== MATERIALS PROVIDED ==
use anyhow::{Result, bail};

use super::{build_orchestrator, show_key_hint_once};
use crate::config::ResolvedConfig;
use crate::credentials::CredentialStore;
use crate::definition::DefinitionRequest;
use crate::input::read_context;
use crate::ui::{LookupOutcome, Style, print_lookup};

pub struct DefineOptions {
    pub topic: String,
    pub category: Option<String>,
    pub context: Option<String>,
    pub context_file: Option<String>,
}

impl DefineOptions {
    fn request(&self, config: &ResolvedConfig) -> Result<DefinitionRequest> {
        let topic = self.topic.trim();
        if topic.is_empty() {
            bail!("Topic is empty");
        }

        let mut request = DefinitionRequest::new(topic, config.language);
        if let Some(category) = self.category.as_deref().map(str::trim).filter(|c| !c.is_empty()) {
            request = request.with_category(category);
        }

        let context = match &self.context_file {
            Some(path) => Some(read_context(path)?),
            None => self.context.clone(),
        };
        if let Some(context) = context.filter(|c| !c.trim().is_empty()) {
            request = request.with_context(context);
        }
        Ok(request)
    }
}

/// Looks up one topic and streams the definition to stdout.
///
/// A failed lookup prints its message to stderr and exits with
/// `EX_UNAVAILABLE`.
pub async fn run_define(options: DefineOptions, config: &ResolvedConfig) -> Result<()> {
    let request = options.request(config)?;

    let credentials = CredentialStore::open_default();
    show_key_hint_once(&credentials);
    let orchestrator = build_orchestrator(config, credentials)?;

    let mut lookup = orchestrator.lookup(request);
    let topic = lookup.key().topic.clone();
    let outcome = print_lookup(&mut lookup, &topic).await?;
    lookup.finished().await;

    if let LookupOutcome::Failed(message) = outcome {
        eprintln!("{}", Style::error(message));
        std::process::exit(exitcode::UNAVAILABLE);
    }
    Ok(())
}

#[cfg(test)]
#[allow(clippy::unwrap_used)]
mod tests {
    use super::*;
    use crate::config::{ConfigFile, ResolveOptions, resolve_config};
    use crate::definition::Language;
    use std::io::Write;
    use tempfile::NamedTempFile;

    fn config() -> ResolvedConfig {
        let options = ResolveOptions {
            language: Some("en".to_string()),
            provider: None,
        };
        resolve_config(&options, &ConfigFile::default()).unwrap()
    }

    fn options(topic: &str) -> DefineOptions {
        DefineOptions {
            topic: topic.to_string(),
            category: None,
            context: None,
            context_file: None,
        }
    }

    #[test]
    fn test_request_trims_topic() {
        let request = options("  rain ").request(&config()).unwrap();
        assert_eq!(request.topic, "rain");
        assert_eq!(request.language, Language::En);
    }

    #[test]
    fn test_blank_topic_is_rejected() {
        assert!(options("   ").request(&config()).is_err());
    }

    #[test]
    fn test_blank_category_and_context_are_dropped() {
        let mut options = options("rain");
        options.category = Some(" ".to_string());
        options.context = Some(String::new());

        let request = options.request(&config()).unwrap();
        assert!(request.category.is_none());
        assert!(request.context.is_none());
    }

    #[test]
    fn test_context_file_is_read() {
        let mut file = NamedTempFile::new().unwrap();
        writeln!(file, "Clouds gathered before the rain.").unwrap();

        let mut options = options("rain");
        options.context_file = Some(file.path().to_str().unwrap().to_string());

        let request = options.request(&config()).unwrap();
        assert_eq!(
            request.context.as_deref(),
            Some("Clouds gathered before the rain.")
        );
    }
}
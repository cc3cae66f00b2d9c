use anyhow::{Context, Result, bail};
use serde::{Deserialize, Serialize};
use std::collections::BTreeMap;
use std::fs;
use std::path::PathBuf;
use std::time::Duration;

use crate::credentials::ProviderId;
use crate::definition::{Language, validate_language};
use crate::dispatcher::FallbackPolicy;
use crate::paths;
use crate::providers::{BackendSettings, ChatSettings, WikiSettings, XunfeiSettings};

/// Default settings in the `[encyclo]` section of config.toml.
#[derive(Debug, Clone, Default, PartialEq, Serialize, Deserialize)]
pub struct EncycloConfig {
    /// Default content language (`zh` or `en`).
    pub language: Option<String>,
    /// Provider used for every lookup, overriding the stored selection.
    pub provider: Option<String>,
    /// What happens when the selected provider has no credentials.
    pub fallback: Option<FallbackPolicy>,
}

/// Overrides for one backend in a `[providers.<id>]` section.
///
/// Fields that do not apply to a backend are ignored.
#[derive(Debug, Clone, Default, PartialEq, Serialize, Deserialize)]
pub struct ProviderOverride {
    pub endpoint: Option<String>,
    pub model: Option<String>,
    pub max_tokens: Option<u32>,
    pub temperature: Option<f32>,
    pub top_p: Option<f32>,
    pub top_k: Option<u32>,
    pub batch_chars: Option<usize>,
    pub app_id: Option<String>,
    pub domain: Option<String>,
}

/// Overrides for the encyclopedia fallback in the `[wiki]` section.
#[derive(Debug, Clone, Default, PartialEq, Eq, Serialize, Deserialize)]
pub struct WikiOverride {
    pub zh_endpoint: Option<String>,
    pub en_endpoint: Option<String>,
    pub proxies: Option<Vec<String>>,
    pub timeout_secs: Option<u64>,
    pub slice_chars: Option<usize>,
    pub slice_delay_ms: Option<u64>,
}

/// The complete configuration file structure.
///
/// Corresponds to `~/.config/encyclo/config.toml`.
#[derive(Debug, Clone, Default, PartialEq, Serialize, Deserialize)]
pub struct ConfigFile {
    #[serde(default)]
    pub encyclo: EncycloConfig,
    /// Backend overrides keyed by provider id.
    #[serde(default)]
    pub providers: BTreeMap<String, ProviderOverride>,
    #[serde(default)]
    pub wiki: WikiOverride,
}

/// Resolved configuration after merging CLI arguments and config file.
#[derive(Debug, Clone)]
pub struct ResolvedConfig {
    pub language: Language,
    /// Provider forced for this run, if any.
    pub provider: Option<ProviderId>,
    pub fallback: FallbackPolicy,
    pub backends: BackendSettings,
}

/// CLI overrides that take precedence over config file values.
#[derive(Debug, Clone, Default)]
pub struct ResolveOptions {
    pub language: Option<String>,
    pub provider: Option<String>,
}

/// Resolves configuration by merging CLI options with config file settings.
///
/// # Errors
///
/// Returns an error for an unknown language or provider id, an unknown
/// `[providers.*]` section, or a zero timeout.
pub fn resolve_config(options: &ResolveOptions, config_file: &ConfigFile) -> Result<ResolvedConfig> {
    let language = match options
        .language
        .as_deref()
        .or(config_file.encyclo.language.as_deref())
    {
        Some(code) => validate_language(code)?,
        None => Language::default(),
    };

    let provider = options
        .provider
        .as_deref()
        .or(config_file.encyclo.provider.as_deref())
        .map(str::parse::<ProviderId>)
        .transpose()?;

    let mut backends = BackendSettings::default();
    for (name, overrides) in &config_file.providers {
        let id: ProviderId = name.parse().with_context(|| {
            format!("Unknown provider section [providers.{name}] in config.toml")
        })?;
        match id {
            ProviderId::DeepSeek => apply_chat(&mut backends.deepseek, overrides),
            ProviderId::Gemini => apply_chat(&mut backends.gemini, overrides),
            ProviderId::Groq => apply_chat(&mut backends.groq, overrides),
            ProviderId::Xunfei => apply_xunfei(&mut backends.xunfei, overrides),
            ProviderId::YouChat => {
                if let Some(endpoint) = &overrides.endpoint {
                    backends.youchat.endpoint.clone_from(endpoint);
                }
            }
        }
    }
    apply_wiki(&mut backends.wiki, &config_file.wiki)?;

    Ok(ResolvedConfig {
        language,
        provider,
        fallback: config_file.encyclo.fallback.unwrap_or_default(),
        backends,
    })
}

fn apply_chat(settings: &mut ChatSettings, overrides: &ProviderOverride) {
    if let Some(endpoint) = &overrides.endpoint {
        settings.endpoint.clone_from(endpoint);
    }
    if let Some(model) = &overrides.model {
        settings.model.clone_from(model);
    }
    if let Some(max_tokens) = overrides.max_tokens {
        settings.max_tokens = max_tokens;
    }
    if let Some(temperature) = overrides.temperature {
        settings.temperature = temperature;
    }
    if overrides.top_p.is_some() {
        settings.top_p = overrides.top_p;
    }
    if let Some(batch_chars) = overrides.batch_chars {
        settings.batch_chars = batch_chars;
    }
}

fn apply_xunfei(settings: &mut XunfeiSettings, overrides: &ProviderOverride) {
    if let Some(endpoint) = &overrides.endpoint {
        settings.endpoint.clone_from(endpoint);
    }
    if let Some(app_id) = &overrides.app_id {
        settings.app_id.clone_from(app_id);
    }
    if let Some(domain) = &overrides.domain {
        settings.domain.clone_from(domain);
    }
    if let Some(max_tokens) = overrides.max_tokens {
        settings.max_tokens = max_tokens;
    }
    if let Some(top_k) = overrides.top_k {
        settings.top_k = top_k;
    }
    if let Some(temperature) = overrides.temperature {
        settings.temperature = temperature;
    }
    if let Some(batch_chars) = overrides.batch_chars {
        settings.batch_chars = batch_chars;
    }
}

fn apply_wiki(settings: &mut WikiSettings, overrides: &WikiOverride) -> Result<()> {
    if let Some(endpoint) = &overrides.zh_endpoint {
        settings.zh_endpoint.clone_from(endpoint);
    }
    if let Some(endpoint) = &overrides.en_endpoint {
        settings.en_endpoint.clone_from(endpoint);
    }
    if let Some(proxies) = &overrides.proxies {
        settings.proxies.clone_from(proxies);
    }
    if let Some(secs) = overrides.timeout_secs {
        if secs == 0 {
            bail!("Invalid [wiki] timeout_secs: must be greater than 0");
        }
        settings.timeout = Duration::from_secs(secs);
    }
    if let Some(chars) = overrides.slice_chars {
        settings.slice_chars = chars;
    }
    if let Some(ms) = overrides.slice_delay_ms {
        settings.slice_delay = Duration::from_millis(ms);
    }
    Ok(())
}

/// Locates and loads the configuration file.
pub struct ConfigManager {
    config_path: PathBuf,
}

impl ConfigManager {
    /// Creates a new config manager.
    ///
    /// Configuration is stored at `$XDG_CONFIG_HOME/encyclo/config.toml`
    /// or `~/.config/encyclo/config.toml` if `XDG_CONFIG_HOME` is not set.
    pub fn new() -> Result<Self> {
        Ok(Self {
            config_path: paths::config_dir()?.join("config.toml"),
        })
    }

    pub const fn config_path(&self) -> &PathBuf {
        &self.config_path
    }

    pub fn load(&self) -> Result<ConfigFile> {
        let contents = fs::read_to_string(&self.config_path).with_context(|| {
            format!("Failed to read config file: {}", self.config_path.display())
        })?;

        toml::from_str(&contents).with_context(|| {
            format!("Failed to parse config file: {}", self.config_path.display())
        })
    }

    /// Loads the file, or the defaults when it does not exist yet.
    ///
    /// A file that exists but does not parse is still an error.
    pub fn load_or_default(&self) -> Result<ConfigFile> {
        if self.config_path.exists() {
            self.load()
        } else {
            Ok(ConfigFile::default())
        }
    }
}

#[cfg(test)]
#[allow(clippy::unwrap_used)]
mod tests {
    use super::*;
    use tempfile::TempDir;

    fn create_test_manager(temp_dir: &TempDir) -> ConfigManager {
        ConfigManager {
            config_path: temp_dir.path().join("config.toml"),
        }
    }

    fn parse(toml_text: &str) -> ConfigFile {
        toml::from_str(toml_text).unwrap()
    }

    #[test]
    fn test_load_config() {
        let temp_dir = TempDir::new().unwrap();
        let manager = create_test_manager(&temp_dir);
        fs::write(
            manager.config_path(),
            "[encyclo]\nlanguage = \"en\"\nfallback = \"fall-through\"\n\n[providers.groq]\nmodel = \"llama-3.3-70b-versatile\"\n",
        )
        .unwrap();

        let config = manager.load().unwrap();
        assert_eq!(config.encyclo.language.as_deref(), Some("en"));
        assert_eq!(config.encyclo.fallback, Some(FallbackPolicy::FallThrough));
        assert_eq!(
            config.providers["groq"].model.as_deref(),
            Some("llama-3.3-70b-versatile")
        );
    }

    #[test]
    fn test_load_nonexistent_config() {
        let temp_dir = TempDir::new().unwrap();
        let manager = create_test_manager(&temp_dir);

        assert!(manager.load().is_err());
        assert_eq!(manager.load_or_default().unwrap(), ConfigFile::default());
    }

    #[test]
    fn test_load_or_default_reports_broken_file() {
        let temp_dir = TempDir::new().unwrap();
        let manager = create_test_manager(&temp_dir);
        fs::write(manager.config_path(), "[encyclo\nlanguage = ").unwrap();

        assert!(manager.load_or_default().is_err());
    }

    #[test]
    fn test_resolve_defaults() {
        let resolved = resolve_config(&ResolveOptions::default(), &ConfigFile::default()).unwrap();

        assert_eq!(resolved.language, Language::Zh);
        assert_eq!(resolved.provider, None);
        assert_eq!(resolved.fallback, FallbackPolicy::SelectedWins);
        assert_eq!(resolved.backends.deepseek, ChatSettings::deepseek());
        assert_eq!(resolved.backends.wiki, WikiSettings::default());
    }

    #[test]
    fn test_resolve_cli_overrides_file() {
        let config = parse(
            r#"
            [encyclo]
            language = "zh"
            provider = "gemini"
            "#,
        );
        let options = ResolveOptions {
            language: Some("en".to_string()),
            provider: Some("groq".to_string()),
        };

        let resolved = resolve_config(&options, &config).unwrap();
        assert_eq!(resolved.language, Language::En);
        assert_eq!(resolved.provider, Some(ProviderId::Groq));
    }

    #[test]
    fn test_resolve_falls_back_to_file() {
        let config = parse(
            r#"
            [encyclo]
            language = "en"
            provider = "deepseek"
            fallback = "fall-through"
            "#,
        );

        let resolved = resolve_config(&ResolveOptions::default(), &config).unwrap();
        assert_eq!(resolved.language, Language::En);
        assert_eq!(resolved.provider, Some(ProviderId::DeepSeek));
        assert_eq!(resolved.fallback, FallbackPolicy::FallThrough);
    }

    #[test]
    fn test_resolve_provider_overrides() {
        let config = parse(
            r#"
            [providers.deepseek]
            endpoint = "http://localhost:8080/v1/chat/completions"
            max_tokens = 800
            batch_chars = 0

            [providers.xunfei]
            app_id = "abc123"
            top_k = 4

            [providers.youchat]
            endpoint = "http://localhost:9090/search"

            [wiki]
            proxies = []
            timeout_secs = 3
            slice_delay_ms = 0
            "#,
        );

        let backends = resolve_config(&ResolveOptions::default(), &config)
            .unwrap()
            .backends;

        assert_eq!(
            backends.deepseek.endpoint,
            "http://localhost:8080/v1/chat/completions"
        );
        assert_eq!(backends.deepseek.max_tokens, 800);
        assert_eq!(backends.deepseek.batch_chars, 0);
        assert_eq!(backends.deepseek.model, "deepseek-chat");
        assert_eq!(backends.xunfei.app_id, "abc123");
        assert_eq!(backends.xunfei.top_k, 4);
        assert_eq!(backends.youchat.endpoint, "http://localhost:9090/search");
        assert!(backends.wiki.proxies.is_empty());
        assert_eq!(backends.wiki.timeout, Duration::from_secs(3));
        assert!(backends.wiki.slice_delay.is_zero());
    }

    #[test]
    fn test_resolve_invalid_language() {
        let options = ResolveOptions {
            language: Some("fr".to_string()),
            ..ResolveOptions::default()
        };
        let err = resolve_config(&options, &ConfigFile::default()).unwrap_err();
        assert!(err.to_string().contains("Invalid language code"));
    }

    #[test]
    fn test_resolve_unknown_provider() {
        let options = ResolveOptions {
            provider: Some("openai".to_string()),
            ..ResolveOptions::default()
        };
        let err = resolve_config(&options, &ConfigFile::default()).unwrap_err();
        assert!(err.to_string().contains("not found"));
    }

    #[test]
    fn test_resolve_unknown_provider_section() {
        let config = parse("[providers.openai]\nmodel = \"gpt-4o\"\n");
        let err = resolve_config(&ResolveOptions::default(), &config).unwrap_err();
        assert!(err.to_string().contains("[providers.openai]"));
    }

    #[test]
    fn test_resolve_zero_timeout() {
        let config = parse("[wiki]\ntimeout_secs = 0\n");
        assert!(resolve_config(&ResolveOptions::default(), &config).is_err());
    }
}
===
● **WHAT YOU SHOULD DO**
There is a line with "lookup.finished().await;" and a line with "use crate::credentials::ProviderId;" above. Copy exactly those two lines and all lines between them, with nothing else.

● **SOLVED PROBLEM**
    lookup.finished().await;

    if let LookupOutcome::Failed(message) = outcome {
        eprintln!("{}", Style::error(message));
        std::process::exit(exitcode::UNAVAILABLE);
    }
    Ok(())
}

#[cfg(test)]
#[allow(clippy::unwrap_used)]
mod tests {
    use super::*;
    use crate::config::{ConfigFile, ResolveOptions, resolve_config};
    use crate::definition::Language;
    use std::io::Write;
    use tempfile::NamedTempFile;

    fn config() -> ResolvedConfig {
        let options = ResolveOptions {
            language: Some("en".to_string()),
            provider: None,
        };
        resolve_config(&options, &ConfigFile::default()).unwrap()
    }

    fn options(topic: &str) -> DefineOptions {
        DefineOptions {
            topic: topic.to_string(),
            category: None,
            context: None,
            context_file: None,
        }
    }

    #[test]
    fn test_request_trims_topic() {
        let request = options("  rain ").request(&config()).unwrap();
        assert_eq!(request.topic, "rain");
        assert_eq!(request.language, Language::En);
    }

    #[test]
    fn test_blank_topic_is_rejected() {
        assert!(options("   ").request(&config()).is_err());
    }

    #[test]
    fn test_blank_category_and_context_are_dropped() {
        let mut options = options("rain");
        options.category = Some(" ".to_string());
        options.context = Some(String::new());

        let request = options.request(&config()).unwrap();
        assert!(request.category.is_none());
        assert!(request.context.is_none());
    }

    #[test]
    fn test_context_file_is_read() {
        let mut file = NamedTempFile::new().unwrap();
        writeln!(file, "Clouds gathered before the rain.").unwrap();

        let mut options = options("rain");
        options.context_file = Some(file.path().to_str().unwrap().to_string());

        let request = options.request(&config()).unwrap();
        assert_eq!(
            request.context.as_deref(),
            Some("Clouds gathered before the rain.")
        );
    }
}
repository cc3cae66f00b2d9c
use anyhow::{Context, Result, bail};
use serde::{Deserialize, Serialize};
use std::collections::BTreeMap;
use std::fs;
use std::path::PathBuf;
use std::time::Duration;

use crate::credentials::ProviderId;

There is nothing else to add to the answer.